Повести и рассказы
Шрифт:
Ну вот, проработала я там год с небольшим и заболела нефритом, это болезнь почек; поясницу у меня так ломило, что я не могла разогнуться — не то что в поле на работы выходить. А ведь в деревенской производственной бригаде легких работ не бывает. Даже если бы начальники нашли для меня легкую работу, от злоязычия односельчан не было бы проходу. Да что я тебе говорю, ты и сам небось не хуже меня знаешь эти деревенские нравы. Опять я отправилась в город за советом к тете. Знаешь, эгоизм людей можно подчас использовать в своих целях: опасаясь, как бы я не осталась у нее, тетя обязательно приложит двойные усилия, чтобы придумать для меня что-нибудь. И они с дядей действительно постарались на славу, выход нашли: поручили тому самому дальнему родственнику, счетоводу, подыскать мне в бригаде мужа!
— Чжао Сочжу?
— Вот именно. За полгода работы в бригаде я частенько видела этого человека. Он был старше меня лет на восемь, высокого роста, выше меня на голову, крепкого телосложения, во всей его фигуре
— После того, как вас познакомили, вы что, так ни разу по душам и не поговорили? — вставил я вопрос.
— Незачем было разговаривать. Да и не о чем. Просто у меня не было иного выхода. Когда человек доходит до такого состояния, в каком оказалась я, нужна лишь дорога, по которой можно брести, а куда она приведет, может быть, в тупик, не имеет значения. Дядя и тетя настойчиво советовали выходить за него замуж. Чжао Сочжу, говорили они, обещает после свадьбы уберечь меня от полевых работ. Прописана я была в деревне, в город вернуться не имела права, да вдобавок еще эта болезнь… Если ты сейчас спросишь, о чем я тогда думала, ответить тебе не сумею. Но я должна была как-то жить! Он пожелал взять меня в жены, я согласилась, переехала в его дом, вот так мы и поженились, все донельзя просто. — В уголках губ у нее обозначилась саркастическая усмешка. Похоже, она иронизировала над собой.

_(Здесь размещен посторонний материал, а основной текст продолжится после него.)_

//! Fixed-timestep scheduler.
//!
//! Rendering runs at whatever rate the host manages; simulation always
//! advances in exact `SIM_DT` steps. Frame time is banked in an
//! accumulator and spent one tick at a time, so a fast machine and a slow
//! machine fed the same inputs produce the same world.

use crate::consts::{MAX_FRAME_DT, SIM_DT};

use super::tick::{tick, TickInput};
use super::world::World;

pub struct Scheduler {
    step: f32,
    accumulator: f32,
}

impl Scheduler {
    pub fn new() -> Self {
        Self::with_step(SIM_DT)
    }

    pub fn with_step(step: f32) -> Self {
        Self {
            step,
            accumulator: 0.0,
        }
    }

    /// Bank `real_dt` seconds of wall time and run as many fixed ticks as
    /// it pays for, returning how many ran. The delta is clamped to
    /// `MAX_FRAME_DT` first, so a long stall (debugger pause, suspended
    /// laptop) slows the game down instead of triggering a spiral of death.
    pub fn advance(&mut self, world: &mut World, input: &TickInput, real_dt: f32) -> u32 {
        self.accumulator += real_dt.clamp(0.0, MAX_FRAME_DT);
        let mut ticks = 0;
        while self.accumulator >= self.step {
            tick(world, input, self.step);
            self.accumulator -= self.step;
            ticks += 1;
        }
        ticks
    }

    /// Leftover banked time, always in `[0, step)` after an advance.
    pub fn accumulator(&self) -> f32 {
        self.accumulator
    }

    pub fn step(&self) -> f32 {
        self.step
    }
}

impl Default for Scheduler {
    fn default() -> Self {
        Self::new()
    }
}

— Не кажется ли тебе, что замуж ты вышла несколько опрометчиво?
— Человеческая жизнь в те времена напоминала былинку на ветру, никакой ценности не имела, чего уж тут говорить об опрометчивости или неопрометчивости. Что же касается меня, то не надо забывать, что я была дочерью «контрреволюционера», а Чжао Сочжу происходил из бедных крестьян. Полагаю, наоборот, тогда, наверно, нашлись люди, считавшие опрометчивым шагом поступок Чжао Сочжу, который женился на мне.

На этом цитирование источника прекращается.